In his moment of triumph, Hamilton reflects on loss
AUSTIN, TEXAS - In his moment of triumph on Sunday, an emotional Lewis Hamilton reflected on loss, demons and the personal growth that led him to a sixth Formula One drivers’ title.
As his Mercedes team celebrated, Hamilton’s comments after the race said as much about the man as the fierce competitiveness he showed on the track in trying to seal the championship with a victory at the US Grand Prix.
The win would elude him, ultimately going to team mate Valtteri Bottas, but only after Hamilton’s fading tyres saw him surrender the lead in the dying laps.
Second place was still good enough for him to become the second Formula One driver after Michael Schumacher to win six world championships.
“I don’t know, every journey is different,” said Hamilton when asked where title No. 6 ranks. “Every year you go through a different rollercoaster ride of emotions to get to where you’re going.
“Each and every single one of us is struggling with something in life.
“I tried to show people that, from the outside, things always look great but it’s not always the case.
“And I am also struggling with lots of different things and battling certain demons and trying to make sure that I’m constantly growing as a person.”
Hamilton said it had been a real struggle to come to terms with the death of friend and triple world champion Niki Lauda, the team’s non-executive chairman who had been instrumental in persuading him to join Mercedes.
The dangers of the job also hit home with the death of Anthoine Hubert in a high-speed crash during a Formula Two race at the Belgian Grand Prix. The Frenchman was 22.
“I would say this year that losing Niki, I didn’t think that was going to hit me as hard as it did,” said Hamilton. “It really was upsetting and I miss him dearly today and I didn’t realise how much I loved the guy.
“Also we lost a young kid in Spa. Again, I saw it on the TV, I saw it happen.

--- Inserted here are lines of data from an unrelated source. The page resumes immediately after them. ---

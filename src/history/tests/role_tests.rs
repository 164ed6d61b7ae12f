//! Unit tests for Role parsing and serialisation.

use crate::history::domain::Role;
use rstest::rstest;

#[rstest]
#[case(Role::System, "system")]
#[case(Role::User, "user")]
#[case(Role::Assistant, "assistant")]
#[case(Role::Tool, "tool")]
fn role_as_str_and_display_agree(#[case] role: Role, #[case] expected: &str) {
    assert_eq!(role.as_str(), expected);
    assert_eq!(role.to_string(), expected);
    assert_eq!(Role::try_from(expected), Ok(role));
}

#[rstest]
#[case("")]
#[case("User")]
#[case("human")]
#[case(" user")]
fn role_try_from_rejects_unknown_names(#[case] input: &str) {
    let err = Role::try_from(input).expect_err("unknown role should be rejected");
    assert!(err.to_string().contains("invalid role"));
}

#[test]
fn role_serialises_lowercase() {
    let json = serde_json::to_string(&Role::Assistant).expect("role should serialise");
    assert_eq!(json, "\"assistant\"");
    let parsed: Role = serde_json::from_str("\"tool\"").expect("role should parse");
    assert_eq!(parsed, Role::Tool);
}

#[test]
fn role_from_str_parses() {
    let role: Role = "system".parse().expect("role should parse");
    assert_eq!(role, Role::System);
}
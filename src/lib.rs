//! Parley: ordered chat history with rendered-prompt segmentation.
//!
//! This crate keeps the message log of a dialogue-driven application and can
//! rebuild that log from a flattened prompt string in which turns appear as
//! `<message role="...">` blocks.
//!
//! # Architecture
//!
//! Parley follows hexagonal architecture principles:
//!
//! - **Domain**: Pure types with no infrastructure dependencies
//! - **Ports**: Trait seams for record construction and persistence
//! - **Adapters**: JSON, file and in-memory persistence
//!
//! # Modules
//!
//! - [`history`]: Chat history log, prompt segmenter and persistence

pub mod history;
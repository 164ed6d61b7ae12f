//! Adapter implementations for chat history persistence.
//!
//! - [`json`]: JSON rendering plus reader/writer persistence
//! - [`file`]: file-backed [`crate::history::ports::store::HistoryStore`]
//! - [`memory`]: in-memory store for tests and embedding

pub mod file;
pub mod json;
pub mod memory;
//! Configuration for segmentation and JSON persistence.

use super::domain::DEFAULT_ROOT_KEY;

/// Controls how histories are rendered as JSON.
#[derive(Debug, Clone, PartialEq, Eq)]
pub struct SerializationConfig {
    /// Spaces per indentation level. Zero produces compact single-line JSON.
    pub indent_width: usize,
}

impl Default for SerializationConfig {
    fn default() -> Self {
        Self { indent_width: 4 }
    }
}

impl SerializationConfig {
    /// Creates a configuration producing compact JSON.
    #[must_use]
    pub const fn compact() -> Self {
        Self { indent_width: 0 }
    }

    /// Creates a configuration with the given indentation width.
    #[must_use]
    pub const fn indented(indent_width: usize) -> Self {
        Self { indent_width }
    }
}

/// Controls which element the prompt segmenter recognises as a message.
#[derive(Debug, Clone, PartialEq, Eq)]
pub struct SegmenterConfig {
    /// Element name of a tagged message block, `message` by default.
    pub root_key: String,
}

impl Default for SegmenterConfig {
    fn default() -> Self {
        Self {
            root_key: DEFAULT_ROOT_KEY.to_owned(),
        }
    }
}

impl SegmenterConfig {
    /// Creates a configuration recognising `<root_key ...>` blocks.
    #[must_use]
    pub fn with_root_key(root_key: impl Into<String>) -> Self {
        Self {
            root_key: root_key.into(),
        }
    }
}
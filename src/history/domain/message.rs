//! The chat message record held by a [`super::ChatHistory`].

use super::{MarkupError, MessageElement, Role, is_attribute_name};
use serde::{Deserialize, Serialize};
use serde_json::Value;
use std::collections::BTreeMap;

/// Free-form metadata attached to a message.
///
/// Keys are kept sorted so that serialised output is stable.
pub type Metadata = BTreeMap<String, Value>;

/// Attribute carrying the message role in the tagged form.
pub const ROLE_ATTRIBUTE: &str = "role";

/// Attribute carrying the optional encoding in the tagged form.
pub const ENCODING_ATTRIBUTE: &str = "encoding";

/// A single conversation turn.
///
/// Two messages are equal when their role, content, metadata and encoding
/// are all equal. Empty metadata is treated as absent and is omitted when
/// serialised.
///
/// # Examples
///
/// ```
/// use parley::history::domain::{ChatMessage, Role};
///
/// let message = ChatMessage::user("Hello!");
/// assert_eq!(message.role(), Role::User);
/// assert_eq!(message.to_prompt("message"), r#"<message role="user">Hello!</message>"#);
/// ```
#[derive(Debug, Clone, PartialEq, Serialize, Deserialize)]
pub struct ChatMessage {
    role: Role,
    content: String,
    #[serde(default, skip_serializing_if = "BTreeMap::is_empty")]
    metadata: Metadata,
    #[serde(default, skip_serializing_if = "Option::is_none")]
    encoding: Option<String>,
}

impl ChatMessage {
    /// Creates a message with the given role and content.
    #[must_use]
    pub fn new(role: Role, content: impl Into<String>) -> Self {
        Self {
            role,
            content: content.into(),
            metadata: Metadata::new(),
            encoding: None,
        }
    }

    /// Creates a system message.
    #[must_use]
    pub fn system(content: impl Into<String>) -> Self {
        Self::new(Role::System, content)
    }

    /// Creates a user message.
    #[must_use]
    pub fn user(content: impl Into<String>) -> Self {
        Self::new(Role::User, content)
    }

    /// Creates an assistant message.
    #[must_use]
    pub fn assistant(content: impl Into<String>) -> Self {
        Self::new(Role::Assistant, content)
    }

    /// Creates a tool message.
    #[must_use]
    pub fn tool(content: impl Into<String>) -> Self {
        Self::new(Role::Tool, content)
    }

    /// Replaces the metadata.
    #[must_use]
    pub fn with_metadata(mut self, metadata: Metadata) -> Self {
        self.metadata = metadata;
        self
    }

    /// Adds a single metadata entry.
    #[must_use]
    pub fn with_metadata_entry(mut self, key: impl Into<String>, value: Value) -> Self {
        self.metadata.insert(key.into(), value);
        self
    }

    /// Sets the encoding.
    #[must_use]
    pub fn with_encoding(mut self, encoding: impl Into<String>) -> Self {
        self.encoding = Some(encoding.into());
        self
    }

    /// Returns the role.
    #[must_use]
    pub const fn role(&self) -> Role {
        self.role
    }

    /// Returns the text content.
    #[must_use]
    pub fn content(&self) -> &str {
        &self.content
    }

    /// Returns the metadata.
    #[must_use]
    pub const fn metadata(&self) -> &Metadata {
        &self.metadata
    }

    /// Returns the encoding, if any.
    #[must_use]
    pub fn encoding(&self) -> Option<&str> {
        self.encoding.as_deref()
    }

    /// Converts the message into a tagged element named `root_key`.
    ///
    /// The role is always the first attribute, followed by the encoding and
    /// then any string-valued metadata entries. Metadata holding other JSON
    /// values has no attribute form and is left out, as are entries keyed
    /// `role` or `encoding` and keys that are not valid attribute names.
    #[must_use]
    pub fn to_element(&self, root_key: &str) -> MessageElement {
        let mut element =
            MessageElement::new(root_key).with_attribute(ROLE_ATTRIBUTE, self.role.as_str());
        if let Some(encoding) = &self.encoding {
            element = element.with_attribute(ENCODING_ATTRIBUTE, encoding.as_str());
        }
        for (key, value) in &self.metadata {
            let Value::String(text) = value else {
                continue;
            };
            if is_attribute_name(key) && key != ROLE_ATTRIBUTE && key != ENCODING_ATTRIBUTE {
                element = element.with_attribute(key.as_str(), text.as_str());
            }
        }
        element.with_text(self.content.as_str())
    }

    /// Renders the message in its tagged prompt form.
    #[must_use]
    pub fn to_prompt(&self, root_key: &str) -> String {
        self.to_element(root_key).render()
    }

    /// Builds a message from a parsed tagged element.
    ///
    /// The `role` attribute is required; `encoding` maps to the encoding and
    /// every other attribute becomes a string metadata entry.
    ///
    /// # Errors
    ///
    /// Returns [`MarkupError::MalformedAttribute`] when the role attribute is
    /// missing or does not name a known role.
    pub fn from_element(element: &MessageElement) -> Result<Self, MarkupError> {
        let role_value = element.attribute(ROLE_ATTRIBUTE).ok_or_else(|| {
            MarkupError::MalformedAttribute(format!("missing {ROLE_ATTRIBUTE} attribute"))
        })?;
        let role = Role::try_from(role_value)
            .map_err(|err| MarkupError::MalformedAttribute(err.to_string()))?;

        let mut message = Self::new(role, element.text());
        for (key, value) in element.attributes() {
            match key {
                ROLE_ATTRIBUTE => {}
                ENCODING_ATTRIBUTE => message.encoding = Some(value.to_owned()),
                _ => {
                    message
                        .metadata
                        .insert(key.to_owned(), Value::String(value.to_owned()));
                }
            }
        }
        Ok(message)
    }
}
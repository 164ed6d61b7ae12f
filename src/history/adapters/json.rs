//! JSON rendering of chat histories and reader/writer persistence.
//!
//! The persisted form is an object with a `messages` array; each message
//! carries `role` and `content`, plus `metadata` and `encoding` when set:
//!
//! ```json
//! {
//!     "messages": [
//!         { "role": "user", "content": "Hi", "encoding": "utf-8" }
//!     ]
//! }
//! ```

use crate::history::{
    config::SerializationConfig,
    domain::ChatHistory,
    error::{DeserializationError, SerializationError, StoreError},
};
use serde_json::ser::PrettyFormatter;
use std::io::{Read, Write};

/// Renders `history` as JSON.
///
/// # Errors
///
/// Returns [`SerializationError`] if a message cannot be represented.
pub fn serialize(
    history: &ChatHistory,
    config: &SerializationConfig,
) -> Result<String, SerializationError> {
    if config.indent_width == 0 {
        return Ok(serde_json::to_string(history)?);
    }

    let indent = " ".repeat(config.indent_width);
    let mut buffer = Vec::new();
    let mut serializer = serde_json::Serializer::with_formatter(
        &mut buffer,
        PrettyFormatter::with_indent(indent.as_bytes()),
    );
    serde::Serialize::serialize(history, &mut serializer)?;
    // serde_json only ever emits UTF-8.
    Ok(String::from_utf8_lossy(&buffer).into_owned())
}

/// Restores a history from JSON text.
///
/// # Errors
///
/// Returns [`DeserializationError`] when the text is not well-formed JSON or
/// does not describe a chat history.
pub fn restore(text: &str) -> Result<ChatHistory, DeserializationError> {
    Ok(serde_json::from_str(text)?)
}

/// Serialises `history` and writes the full text to `writer`.
///
/// Nothing is written if serialisation fails.
///
/// # Errors
///
/// Returns [`StoreError`] if serialisation, the write, or the flush fails.
pub fn write_history<W: Write>(
    history: &ChatHistory,
    mut writer: W,
    config: &SerializationConfig,
) -> Result<(), StoreError> {
    let json = serialize(history, config)?;
    writer.write_all(json.as_bytes())?;
    writer.flush()?;
    Ok(())
}

/// Reads `reader` to the end and restores the history it holds.
///
/// # Errors
///
/// Returns [`StoreError::Io`] if the read fails and
/// [`StoreError::Deserialization`] if the text cannot be restored.
pub fn read_history<R: Read>(mut reader: R) -> Result<ChatHistory, StoreError> {
    let mut text = String::new();
    reader.read_to_string(&mut text)?;
    Ok(restore(&text)?)
}

impl ChatHistory {
    /// Renders the history as indented JSON.
    ///
    /// # Errors
    ///
    /// Returns [`SerializationError`] if a message cannot be represented.
    pub fn serialize(&self) -> Result<String, SerializationError> {
        serialize(self, &SerializationConfig::default())
    }

    /// Restores a history from JSON text.
    ///
    /// # Errors
    ///
    /// Returns [`DeserializationError`] when the text is malformed or does
    /// not describe a chat history.
    pub fn restore(text: &str) -> Result<Self, DeserializationError> {
        restore(text)
    }

    /// Writes the indented JSON form of the history to `writer`.
    ///
    /// # Errors
    ///
    /// Returns [`StoreError`] if serialisation or the write fails.
    pub fn store_to<W: Write>(&self, writer: W) -> Result<(), StoreError> {
        write_history(self, writer, &SerializationConfig::default())
    }

    /// Reads a history from `reader`.
    ///
    /// # Errors
    ///
    /// Returns [`StoreError`] if the read fails or the text cannot be
    /// restored.
    pub fn load_from<R: Read>(reader: R) -> Result<Self, StoreError> {
        read_history(reader)
    }
}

“When something like that happens it can put lots of doubts in your mind and thinking, ‘OK, jeez, is it time to stop or shall I keep going?’ Because there’s lots of life afterwards.
“I still want to spend time with my family, I still want to have a family one day, all these different things.
“But I love doing what I do so much that I don’t think there’s a lot that can particularly stop me in that sense.”
Hamilton said he would not truly reflect on what he has accomplished until the season is over. With two more races there is still work to be done.
“Usually the reflection comes at the end of the year when work finishes and you can just take a load off and just sit back and have a beer,” said Hamilton, finally breaking into a smile.
“I will be with my dogs, with my feet up and just only then you can have a moment to grasp how great a year it has been.
“I’m always just looking to improve and I really love being in this sport.”